Exercise directions: Review the material and extract every line in which the word "move" occurs.

(Beginning of Supplied material)

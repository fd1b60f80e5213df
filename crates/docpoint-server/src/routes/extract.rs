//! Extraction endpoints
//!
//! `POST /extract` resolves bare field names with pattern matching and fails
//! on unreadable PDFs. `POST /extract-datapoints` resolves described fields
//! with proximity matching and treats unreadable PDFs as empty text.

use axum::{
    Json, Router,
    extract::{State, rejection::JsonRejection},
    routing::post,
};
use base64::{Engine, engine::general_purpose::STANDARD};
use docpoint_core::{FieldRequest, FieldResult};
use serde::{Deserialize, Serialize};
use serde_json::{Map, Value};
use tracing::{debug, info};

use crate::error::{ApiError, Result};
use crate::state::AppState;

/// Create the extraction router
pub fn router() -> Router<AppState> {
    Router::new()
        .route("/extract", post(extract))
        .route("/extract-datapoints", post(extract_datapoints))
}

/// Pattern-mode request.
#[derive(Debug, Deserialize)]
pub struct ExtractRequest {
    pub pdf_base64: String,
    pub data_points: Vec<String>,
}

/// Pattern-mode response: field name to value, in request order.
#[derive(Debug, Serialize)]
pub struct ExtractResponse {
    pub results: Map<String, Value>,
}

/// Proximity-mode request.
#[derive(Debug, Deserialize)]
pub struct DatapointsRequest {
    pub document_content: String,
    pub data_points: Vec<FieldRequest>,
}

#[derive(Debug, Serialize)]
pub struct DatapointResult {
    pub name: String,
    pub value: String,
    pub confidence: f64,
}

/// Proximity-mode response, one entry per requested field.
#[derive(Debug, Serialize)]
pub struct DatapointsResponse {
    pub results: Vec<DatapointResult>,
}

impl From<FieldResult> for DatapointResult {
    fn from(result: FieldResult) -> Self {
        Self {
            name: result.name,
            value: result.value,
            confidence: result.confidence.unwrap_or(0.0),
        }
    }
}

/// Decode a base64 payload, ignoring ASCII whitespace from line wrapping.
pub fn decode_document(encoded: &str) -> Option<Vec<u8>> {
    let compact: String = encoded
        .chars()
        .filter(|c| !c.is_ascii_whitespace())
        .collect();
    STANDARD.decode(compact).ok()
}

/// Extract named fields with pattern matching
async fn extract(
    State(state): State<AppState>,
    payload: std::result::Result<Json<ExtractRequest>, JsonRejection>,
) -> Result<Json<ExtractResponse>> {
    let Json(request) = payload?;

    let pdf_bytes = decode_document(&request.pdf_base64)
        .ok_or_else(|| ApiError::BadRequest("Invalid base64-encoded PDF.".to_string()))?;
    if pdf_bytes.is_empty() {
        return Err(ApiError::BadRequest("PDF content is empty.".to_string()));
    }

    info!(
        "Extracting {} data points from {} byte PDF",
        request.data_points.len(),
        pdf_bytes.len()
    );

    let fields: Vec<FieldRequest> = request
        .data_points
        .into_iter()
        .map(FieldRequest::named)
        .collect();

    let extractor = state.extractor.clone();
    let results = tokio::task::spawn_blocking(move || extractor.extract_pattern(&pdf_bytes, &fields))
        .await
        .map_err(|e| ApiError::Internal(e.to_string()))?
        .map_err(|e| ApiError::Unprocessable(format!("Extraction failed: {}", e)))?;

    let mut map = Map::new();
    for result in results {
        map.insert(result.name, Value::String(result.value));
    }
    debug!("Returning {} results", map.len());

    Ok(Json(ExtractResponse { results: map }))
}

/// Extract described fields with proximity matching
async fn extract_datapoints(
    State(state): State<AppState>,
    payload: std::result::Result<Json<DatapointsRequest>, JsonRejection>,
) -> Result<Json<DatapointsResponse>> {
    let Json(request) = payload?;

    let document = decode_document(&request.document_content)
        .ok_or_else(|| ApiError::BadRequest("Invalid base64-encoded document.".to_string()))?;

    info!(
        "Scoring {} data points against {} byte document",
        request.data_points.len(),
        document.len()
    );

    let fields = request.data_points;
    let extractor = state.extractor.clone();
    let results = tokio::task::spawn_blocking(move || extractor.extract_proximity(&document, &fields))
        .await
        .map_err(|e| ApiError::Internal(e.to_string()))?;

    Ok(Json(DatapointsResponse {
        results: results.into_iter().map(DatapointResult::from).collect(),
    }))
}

(End of Supplied material)
(Beginning of Supplied material)

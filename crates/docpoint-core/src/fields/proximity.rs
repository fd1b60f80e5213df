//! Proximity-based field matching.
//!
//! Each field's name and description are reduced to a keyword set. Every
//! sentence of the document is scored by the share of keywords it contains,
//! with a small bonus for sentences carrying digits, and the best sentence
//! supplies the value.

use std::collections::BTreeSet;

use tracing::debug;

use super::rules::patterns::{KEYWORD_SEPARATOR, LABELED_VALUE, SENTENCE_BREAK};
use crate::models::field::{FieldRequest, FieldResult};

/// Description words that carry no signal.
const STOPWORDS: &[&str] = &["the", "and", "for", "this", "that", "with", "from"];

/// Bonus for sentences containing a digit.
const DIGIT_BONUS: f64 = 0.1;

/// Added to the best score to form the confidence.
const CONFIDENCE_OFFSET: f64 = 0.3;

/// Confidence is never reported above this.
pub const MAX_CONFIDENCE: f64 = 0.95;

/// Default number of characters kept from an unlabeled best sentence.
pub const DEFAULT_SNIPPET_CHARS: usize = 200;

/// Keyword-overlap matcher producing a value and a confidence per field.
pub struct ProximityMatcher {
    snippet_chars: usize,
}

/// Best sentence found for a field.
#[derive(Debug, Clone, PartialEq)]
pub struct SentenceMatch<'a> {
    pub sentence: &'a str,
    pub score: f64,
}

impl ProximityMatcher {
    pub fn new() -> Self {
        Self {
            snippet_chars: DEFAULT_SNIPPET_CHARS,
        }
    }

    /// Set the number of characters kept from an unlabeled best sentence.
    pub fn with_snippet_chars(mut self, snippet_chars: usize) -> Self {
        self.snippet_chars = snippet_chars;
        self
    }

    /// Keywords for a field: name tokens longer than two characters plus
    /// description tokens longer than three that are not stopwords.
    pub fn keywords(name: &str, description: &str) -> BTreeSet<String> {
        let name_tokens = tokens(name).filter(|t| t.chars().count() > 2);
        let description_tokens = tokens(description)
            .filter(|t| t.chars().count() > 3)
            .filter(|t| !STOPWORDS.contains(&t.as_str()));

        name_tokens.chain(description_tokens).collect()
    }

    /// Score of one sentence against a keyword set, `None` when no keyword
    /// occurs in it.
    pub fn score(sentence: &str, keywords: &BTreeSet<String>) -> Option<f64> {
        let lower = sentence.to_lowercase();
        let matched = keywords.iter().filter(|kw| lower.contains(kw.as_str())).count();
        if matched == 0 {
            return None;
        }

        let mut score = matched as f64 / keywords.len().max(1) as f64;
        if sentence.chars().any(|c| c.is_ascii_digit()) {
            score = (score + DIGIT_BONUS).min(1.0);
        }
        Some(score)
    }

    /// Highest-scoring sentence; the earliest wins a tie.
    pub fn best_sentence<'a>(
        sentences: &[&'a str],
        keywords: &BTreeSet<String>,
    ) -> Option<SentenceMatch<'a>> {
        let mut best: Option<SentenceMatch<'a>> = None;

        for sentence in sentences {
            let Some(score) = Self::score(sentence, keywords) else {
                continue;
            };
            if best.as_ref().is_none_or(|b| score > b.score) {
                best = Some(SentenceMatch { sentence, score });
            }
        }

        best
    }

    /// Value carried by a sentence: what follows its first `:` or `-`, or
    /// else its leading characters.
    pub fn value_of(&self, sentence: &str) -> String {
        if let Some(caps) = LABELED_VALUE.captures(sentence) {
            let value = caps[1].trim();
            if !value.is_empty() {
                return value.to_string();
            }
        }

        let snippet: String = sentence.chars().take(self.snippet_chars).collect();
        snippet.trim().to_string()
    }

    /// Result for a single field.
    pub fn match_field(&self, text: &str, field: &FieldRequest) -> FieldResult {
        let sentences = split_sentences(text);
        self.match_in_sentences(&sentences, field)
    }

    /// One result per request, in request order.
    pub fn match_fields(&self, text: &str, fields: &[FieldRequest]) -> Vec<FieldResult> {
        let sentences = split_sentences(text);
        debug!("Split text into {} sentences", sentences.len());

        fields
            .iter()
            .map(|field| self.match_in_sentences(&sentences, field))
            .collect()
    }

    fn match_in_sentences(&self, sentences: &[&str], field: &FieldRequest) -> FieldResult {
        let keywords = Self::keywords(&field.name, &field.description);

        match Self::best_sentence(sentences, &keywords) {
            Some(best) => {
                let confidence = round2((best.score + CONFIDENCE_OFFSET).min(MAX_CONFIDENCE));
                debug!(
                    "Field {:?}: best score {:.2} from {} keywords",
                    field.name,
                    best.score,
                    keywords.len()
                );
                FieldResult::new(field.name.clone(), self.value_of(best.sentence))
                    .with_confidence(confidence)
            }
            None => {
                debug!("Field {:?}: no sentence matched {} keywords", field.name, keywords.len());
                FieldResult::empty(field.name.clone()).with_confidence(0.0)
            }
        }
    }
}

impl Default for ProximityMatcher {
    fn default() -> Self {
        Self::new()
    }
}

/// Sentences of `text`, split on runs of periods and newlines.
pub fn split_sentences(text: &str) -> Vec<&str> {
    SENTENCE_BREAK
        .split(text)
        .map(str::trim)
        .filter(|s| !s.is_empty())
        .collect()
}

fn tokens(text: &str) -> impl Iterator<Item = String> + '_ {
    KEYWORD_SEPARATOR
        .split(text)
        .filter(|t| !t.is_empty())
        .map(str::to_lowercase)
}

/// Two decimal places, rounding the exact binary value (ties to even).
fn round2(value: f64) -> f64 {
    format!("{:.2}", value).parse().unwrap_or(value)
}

(End of Supplied material)
(Beginning of Supplied material)

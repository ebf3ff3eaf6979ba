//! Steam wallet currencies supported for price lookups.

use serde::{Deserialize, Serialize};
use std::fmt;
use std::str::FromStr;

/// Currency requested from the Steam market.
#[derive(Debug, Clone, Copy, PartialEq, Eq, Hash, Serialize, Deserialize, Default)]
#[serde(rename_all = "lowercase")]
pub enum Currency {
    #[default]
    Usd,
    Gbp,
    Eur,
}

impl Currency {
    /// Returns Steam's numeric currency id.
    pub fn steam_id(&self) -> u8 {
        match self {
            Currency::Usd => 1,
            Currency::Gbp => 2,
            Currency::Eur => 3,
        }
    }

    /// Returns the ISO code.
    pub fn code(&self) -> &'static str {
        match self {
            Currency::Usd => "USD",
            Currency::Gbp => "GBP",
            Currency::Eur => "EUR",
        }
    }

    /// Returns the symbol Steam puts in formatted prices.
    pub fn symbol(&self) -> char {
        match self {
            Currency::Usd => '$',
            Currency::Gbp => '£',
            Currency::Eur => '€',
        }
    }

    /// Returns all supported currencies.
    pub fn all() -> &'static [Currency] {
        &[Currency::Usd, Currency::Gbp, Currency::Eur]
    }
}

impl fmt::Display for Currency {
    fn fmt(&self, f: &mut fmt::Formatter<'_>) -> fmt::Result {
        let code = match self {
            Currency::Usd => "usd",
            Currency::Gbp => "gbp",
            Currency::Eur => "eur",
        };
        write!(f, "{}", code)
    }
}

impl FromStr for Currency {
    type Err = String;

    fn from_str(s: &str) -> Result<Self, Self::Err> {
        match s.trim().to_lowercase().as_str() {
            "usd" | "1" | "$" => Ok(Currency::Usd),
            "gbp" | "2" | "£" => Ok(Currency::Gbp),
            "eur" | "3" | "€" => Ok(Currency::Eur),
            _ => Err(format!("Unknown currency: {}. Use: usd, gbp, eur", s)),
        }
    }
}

(End of Supplied material)

Written solution:
    let results = tokio::task::spawn_blocking(move || extractor.extract_pattern(&pdf_bytes, &fields))
    let results = tokio::task::spawn_blocking(move || extractor.extract_proximity(&document, &fields))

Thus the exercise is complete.